EXERCISE DETAILS: Go through the entries below and give the number of lines that have the string "Network", and only that.

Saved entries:
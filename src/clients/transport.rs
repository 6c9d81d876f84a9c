//! Transport layer for the GeForce NOW endpoints.
//!
//! This module provides the [`Transport`] type for executing single requests
//! against the remote GraphQL endpoint and the flat-file fallback. The
//! transport itself never retries; retry behavior lives in
//! [`execute_with_retry`](Transport::execute_with_retry) driven by a
//! [`RetryPolicy`].

use std::collections::HashMap;

use serde_json::Value;

use crate::clients::errors::{RetriesExhaustedError, TransportError};
use crate::clients::retry::RetryPolicy;
use crate::config::CatalogConfig;

/// Crate version from Cargo.toml.
pub const CRATE_VERSION: &str = env!("CARGO_PKG_VERSION");

/// Maximum number of response-body bytes carried in status errors.
const ERROR_BODY_LIMIT: usize = 512;

/// Transport for the catalog acquisition pipeline.
///
/// The transport owns one long-lived `reqwest::Client` created at
/// construction and shared read-only by every layer above it. Default
/// headers (Accept, User-Agent) are assembled once.
///
/// # Thread Safety
///
/// `Transport` is `Send + Sync`, making it safe to share across async tasks,
/// although the pipeline itself issues requests strictly sequentially.
///
/// # Example
///
/// ```rust
/// use gfn_datafeed::{CatalogConfig, clients::Transport};
///
/// let config = CatalogConfig::builder().build().unwrap();
/// let transport = Transport::new(&config);
/// assert_eq!(transport.graphql_url(), "https://games.geforce.com/graphql");
/// ```
#[derive(Debug)]
pub struct Transport {
    /// The internal reqwest HTTP client.
    client: reqwest::Client,
    /// The GraphQL endpoint URL.
    graphql_url: String,
    /// Retry policy applied by [`execute_with_retry`](Self::execute_with_retry).
    retry_policy: RetryPolicy,
    /// Default headers to include in all requests.
    default_headers: HashMap<String, String>,
}

// Verify Transport is Send + Sync at compile time
const _: fn() = || {
    const fn assert_send_sync<T: Send + Sync>() {}
    assert_send_sync::<Transport>();
};

impl Transport {
    /// Creates a new transport from the pipeline configuration.
    ///
    /// # Panics
    ///
    /// Panics if the underlying reqwest client cannot be created. This should
    /// only happen in extremely unusual circumstances (e.g., TLS
    /// initialization failure).
    #[must_use]
    pub fn new(config: &CatalogConfig) -> Self {
        // Build User-Agent header
        let user_agent_prefix = config
            .user_agent_prefix()
            .map_or(String::new(), |prefix| format!("{prefix} | "));
        let rust_version = env!("CARGO_PKG_RUST_VERSION");
        let user_agent = format!(
            "{user_agent_prefix}GeForce NOW DataFeed v{CRATE_VERSION} | Rust {rust_version}"
        );

        let mut default_headers = HashMap::new();
        default_headers.insert("User-Agent".to_string(), user_agent);
        default_headers.insert("Accept".to_string(), "application/json".to_string());

        let client = reqwest::Client::builder()
            .use_rustls_tls()
            .timeout(config.request_timeout())
            .build()
            .expect("Failed to create HTTP client");

        Self {
            client,
            graphql_url: config.graphql_url().to_string(),
            retry_policy: RetryPolicy::from_config(config),
            default_headers,
        }
    }

    /// Returns the GraphQL endpoint URL for this transport.
    #[must_use]
    pub fn graphql_url(&self) -> &str {
        &self.graphql_url
    }

    /// Returns the default headers for this transport.
    #[must_use]
    pub const fn default_headers(&self) -> &HashMap<String, String> {
        &self.default_headers
    }

    /// Returns the retry policy applied by
    /// [`execute_with_retry`](Self::execute_with_retry).
    #[must_use]
    pub const fn retry_policy(&self) -> &RetryPolicy {
        &self.retry_policy
    }

    /// Executes one GraphQL query and returns the response's `data` value.
    ///
    /// This is a single request with no retry. Protocol-level failures
    /// (connection, timeout, non-success status) and application-level
    /// failures (a non-empty `errors` array, a missing `data` field) are
    /// surfaced as distinct [`TransportError`] variants; there is no silent
    /// partial success.
    ///
    /// # Errors
    ///
    /// Returns [`TransportError`] if:
    /// - The request cannot be sent (`Network`)
    /// - A non-2xx status is received (`Status`)
    /// - The body is not valid JSON (`Decode`)
    /// - The response carries GraphQL errors (`Api`)
    /// - The response has no usable `data` field (`MissingData`)
    pub async fn execute(&self, query: &str) -> Result<Value, TransportError> {
        let body = serde_json::json!({ "query": query });

        let mut req_builder = self.client.post(&self.graphql_url).json(&body);
        for (key, value) in &self.default_headers {
            req_builder = req_builder.header(key, value);
        }

        let res = req_builder.send().await?;
        let code = res.status().as_u16();
        let text = res.text().await.unwrap_or_default();

        if !(200..300).contains(&code) {
            return Err(TransportError::Status {
                code,
                body: truncate_body(&text),
            });
        }

        let parsed: Value = serde_json::from_str(&text)?;

        if let Some(errors) = parsed.get("errors") {
            let is_rejection = errors.as_array().map_or(false, |a| !a.is_empty());
            if is_rejection {
                return Err(TransportError::Api {
                    errors: errors.to_string(),
                });
            }
        }

        match parsed.get("data") {
            Some(data) if !data.is_null() => Ok(data.clone()),
            _ => Err(TransportError::MissingData),
        }
    }

    /// Executes a GraphQL query with bounded exponential backoff.
    ///
    /// Applies [`execute`](Self::execute) up to the policy's maximum attempt
    /// count. Each retry logs the attempt index and the computed delay at
    /// `warn` level. On exhausting all attempts, the last observed failure
    /// is re-raised inside [`RetriesExhaustedError`]; no success is ever
    /// synthesized.
    ///
    /// # Errors
    ///
    /// Returns [`RetriesExhaustedError`] wrapping the final
    /// [`TransportError`] once every attempt has failed.
    pub async fn execute_with_retry(&self, query: &str) -> Result<Value, RetriesExhaustedError> {
        let max_attempts = self.retry_policy.max_attempts();
        let mut attempt: u32 = 0;

        loop {
            match self.execute(query).await {
                Ok(data) => return Ok(data),
                Err(error) => {
                    attempt += 1;
                    if attempt >= max_attempts {
                        return Err(RetriesExhaustedError {
                            attempts: attempt,
                            source: error,
                        });
                    }

                    let delay = self.retry_policy.delay_for(attempt - 1);
                    tracing::warn!(
                        attempt,
                        max_attempts,
                        delay_ms = delay.as_millis() as u64,
                        "Request failed ({error}); retrying after backoff"
                    );
                    tokio::time::sleep(delay).await;
                }
            }
        }
    }

    /// Fetches a URL with a plain GET and parses the body as JSON.
    ///
    /// Used for the flat-file fallback source. This is a single request
    /// with no retry.
    ///
    /// # Errors
    ///
    /// Returns [`TransportError::Network`], [`TransportError::Status`] or
    /// [`TransportError::Decode`] on failure.
    pub async fn get_json(&self, url: &str) -> Result<Value, TransportError> {
        let mut req_builder = self.client.get(url);
        for (key, value) in &self.default_headers {
            req_builder = req_builder.header(key, value);
        }

        let res = req_builder.send().await?;
        let code = res.status().as_u16();
        let text = res.text().await.unwrap_or_default();

        if !(200..300).contains(&code) {
            return Err(TransportError::Status {
                code,
                body: truncate_body(&text),
            });
        }

        Ok(serde_json::from_str(&text)?)
    }
}

/// Truncates a response body for inclusion in error messages.
fn truncate_body(text: &str) -> String {
    if text.len() <= ERROR_BODY_LIMIT {
        return text.to_string();
    }
    let mut end = ERROR_BODY_LIMIT;
    while !text.is_char_boundary(end) {
        end -= 1;
    }
    text[..end].to_string()
}

#[cfg(test)]
mod tests {
    use super::*;

    fn create_test_transport() -> Transport {
        let config = CatalogConfig::builder().build().unwrap();
        Transport::new(&config)
    }

    #[test]
    fn test_transport_construction_uses_config_endpoint() {
        let config = CatalogConfig::builder()
            .graphql_url("https://example.com/graphql")
            .build()
            .unwrap();
        let transport = Transport::new(&config);

        assert_eq!(transport.graphql_url(), "https://example.com/graphql");
    }

    #[test]
    fn test_user_agent_header_format() {
        let transport = create_test_transport();

        let user_agent = transport.default_headers().get("User-Agent").unwrap();
        assert!(user_agent.contains("GeForce NOW DataFeed v"));
        assert!(user_agent.contains("Rust"));
    }

    #[test]
    fn test_user_agent_with_prefix() {
        let config = CatalogConfig::builder()
            .user_agent_prefix("FeedJob/2.0")
            .build()
            .unwrap();
        let transport = Transport::new(&config);

        let user_agent = transport.default_headers().get("User-Agent").unwrap();
        assert!(user_agent.starts_with("FeedJob/2.0 | "));
    }

    #[test]
    fn test_accept_header_is_json() {
        let transport = create_test_transport();

        assert_eq!(
            transport.default_headers().get("Accept"),
            Some(&"application/json".to_string())
        );
    }

    #[test]
    fn test_retry_policy_follows_config() {
        let config = CatalogConfig::builder().max_attempts(2).build().unwrap();
        let transport = Transport::new(&config);

        assert_eq!(transport.retry_policy().max_attempts(), 2);
    }

    #[test]
    fn test_transport_is_send_sync() {
        fn assert_send_sync<T: Send + Sync>() {}
        assert_send_sync::<Transport>();
    }

    #[test]
    fn test_truncate_body_respects_char_boundaries() {
        let long = "é".repeat(ERROR_BODY_LIMIT);
        let truncated = truncate_body(&long);
        assert!(truncated.len() <= ERROR_BODY_LIMIT);
        assert!(long.starts_with(&truncated));
    }
}
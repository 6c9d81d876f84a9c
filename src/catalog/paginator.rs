//! Cursor-based pagination over the chosen query shape.
//!
//! [`fetch_all`] drives the listing query page by page, accumulating every
//! returned item. The loop is a small state machine with three terminal
//! outcomes:
//!
//! - [`FetchOutcome::Complete`]: the remote declared no further continuation
//! - [`FetchOutcome::Partial`]: a page failed after at least one item was
//!   accumulated; recoverable, surfaced as a warning
//! - `Err(`[`FetchError`]`)`: the first page failed outright; fatal for the
//!   GraphQL acquisition path and handled by the caller's fallback
//!
//! Termination is guaranteed because every successful step either ends
//! pagination or the remote declares no further continuation; an
//! infinite-continuation stream is a remote correctness bug this layer does
//! not guard against.

use serde_json::Value;
use thiserror::Error;

use crate::clients::{RetriesExhaustedError, Transport};
use crate::schema::introspection::{COLLECTION_FIELD, ITEMS_FIELD};
use crate::schema::QueryShape;

/// Error for a pagination step that could not produce items.
#[derive(Debug, Error)]
pub enum FetchError {
    /// The page request failed on every retry attempt.
    #[error(transparent)]
    Exhausted(#[from] RetriesExhaustedError),

    /// The page response was structurally unusable.
    #[error("Page response missing expected '{field}' field")]
    MalformedPage {
        /// The field that was absent or of the wrong type.
        field: &'static str,
    },
}

/// Terminal outcome of a pagination run that produced items.
#[derive(Debug)]
pub enum FetchOutcome {
    /// All pages were fetched.
    Complete(Vec<Value>),
    /// Pagination failed mid-stream; the accumulated prefix is returned.
    Partial {
        /// Items accumulated before the failure, in original order.
        items: Vec<Value>,
        /// The failure that ended the run.
        error: FetchError,
    },
}

impl FetchOutcome {
    /// Returns the accumulated items regardless of completeness.
    #[must_use]
    pub fn items(&self) -> &[Value] {
        match self {
            Self::Complete(items) | Self::Partial { items, .. } => items,
        }
    }

    /// Consumes the outcome, yielding the accumulated items.
    #[must_use]
    pub fn into_items(self) -> Vec<Value> {
        match self {
            Self::Complete(items) | Self::Partial { items, .. } => items,
        }
    }

    /// Returns `true` when every page was fetched.
    #[must_use]
    pub const fn is_complete(&self) -> bool {
        matches!(self, Self::Complete(_))
    }
}

/// One successfully parsed page.
struct Page {
    items: Vec<Value>,
    has_next: bool,
    end_cursor: String,
    total_count: Option<u64>,
}

/// Extracts items and continuation state from a page response's `data`.
fn parse_page(data: &Value) -> Result<Page, FetchError> {
    let apps = data
        .get(COLLECTION_FIELD)
        .ok_or(FetchError::MalformedPage {
            field: COLLECTION_FIELD,
        })?;

    let items = apps
        .get(ITEMS_FIELD)
        .and_then(Value::as_array)
        .ok_or(FetchError::MalformedPage { field: ITEMS_FIELD })?
        .clone();

    let page_info = apps.get("pageInfo");
    let has_next = page_info
        .and_then(|p| p.get("hasNextPage"))
        .and_then(Value::as_bool)
        .unwrap_or(false);
    let end_cursor = page_info
        .and_then(|p| p.get("endCursor"))
        .and_then(Value::as_str)
        .unwrap_or_default()
        .to_string();
    let total_count = page_info
        .and_then(|p| p.get("totalCount"))
        .and_then(Value::as_u64);

    Ok(Page {
        items,
        has_next,
        end_cursor,
        total_count,
    })
}

/// Paginates through the catalog with the given validated shape.
///
/// Each step fetches one page through the retrying transport, appends the
/// returned items and advances the cursor. Progress is logged at `info`
/// level per page.
///
/// # Errors
///
/// Returns [`FetchError`] only when the failure occurred before any item
/// was accumulated. A mid-stream failure yields
/// [`FetchOutcome::Partial`] instead.
pub async fn fetch_all(
    transport: &Transport,
    shape: &QueryShape,
    page_size: u32,
) -> Result<FetchOutcome, FetchError> {
    let mut items: Vec<Value> = Vec::new();
    let mut cursor = String::new();
    let mut page_number: u32 = 0;

    loop {
        page_number += 1;
        tracing::info!(page = page_number, cursor = %cursor, "Fetching catalog page");

        let query = shape.paged_query(&cursor, page_size);
        let step = match transport.execute_with_retry(&query).await {
            Ok(data) => parse_page(&data),
            Err(error) => Err(FetchError::Exhausted(error)),
        };

        let page = match step {
            Ok(page) => page,
            Err(error) => {
                if items.is_empty() {
                    return Err(error);
                }
                tracing::warn!(
                    accumulated = items.len(),
                    "Pagination failed mid-stream ({error}); returning partial catalog"
                );
                return Ok(FetchOutcome::Partial { items, error });
            }
        };

        let got = page.items.len();
        items.extend(page.items);
        tracing::info!(
            got,
            total_so_far = items.len(),
            total_count = page.total_count,
            "Fetched page"
        );

        if !page.has_next {
            return Ok(FetchOutcome::Complete(items));
        }
        cursor = page.end_cursor;
    }
}
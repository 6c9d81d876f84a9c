//! Query-shape discovery and selection.
//!
//! This module owns everything that decides *what* the pipeline asks the
//! remote service for:
//!
//! - [`introspection`]: derives a field selection from the remote schema,
//!   bounded to a fixed depth, and validates it with a probe
//! - [`selector`]: strict-precedence fallback over the introspected shape,
//!   static templates and the flat file
//!
//! The rendered query always has the same outer structure; only the
//! items-block selection varies between shapes.

pub mod introspection;
pub mod selector;

pub use introspection::{discover_shape, TypeGraph, INTROSPECTION_QUERY, MAX_SELECTION_DEPTH};
pub use selector::{select_strategy, QueryShape, ShapeOrigin, Strategy, FALLBACK_TEMPLATES};

use serde_json::Value;

use crate::clients::Transport;
use introspection::{COLLECTION_FIELD, ITEMS_FIELD};

/// Renders the catalog listing query for one page.
///
/// The outer structure (collection field, page info, items block) is fixed;
/// `selection` fills the items block.
#[must_use]
pub fn apps_query(selection: &str, cursor: &str, page_size: u32) -> String {
    format!(
        "{{ {COLLECTION_FIELD}(first: {page_size}, after: \"{cursor}\") {{ \
         numberReturned \
         pageInfo {{ hasNextPage endCursor totalCount }} \
         {ITEMS_FIELD} {{ {selection} }} }} }}"
    )
}

/// Validates a candidate selection with one minimal-size probe request.
///
/// A candidate passes only when the probe succeeds and returns a usable
/// item list. The probe is a single request; shape rejection is not a
/// transient condition and is never retried.
pub(crate) async fn probe_selection(transport: &Transport, selection: &str) -> bool {
    let probe = apps_query(selection, "", 1);
    match transport.execute(&probe).await {
        Ok(response) => response
            .get(COLLECTION_FIELD)
            .and_then(|apps| apps.get(ITEMS_FIELD))
            .map_or(false, Value::is_array),
        Err(error) => {
            tracing::debug!("Probe request failed: {error}");
            false
        }
    }
}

EXERCISE RESPONSE: 2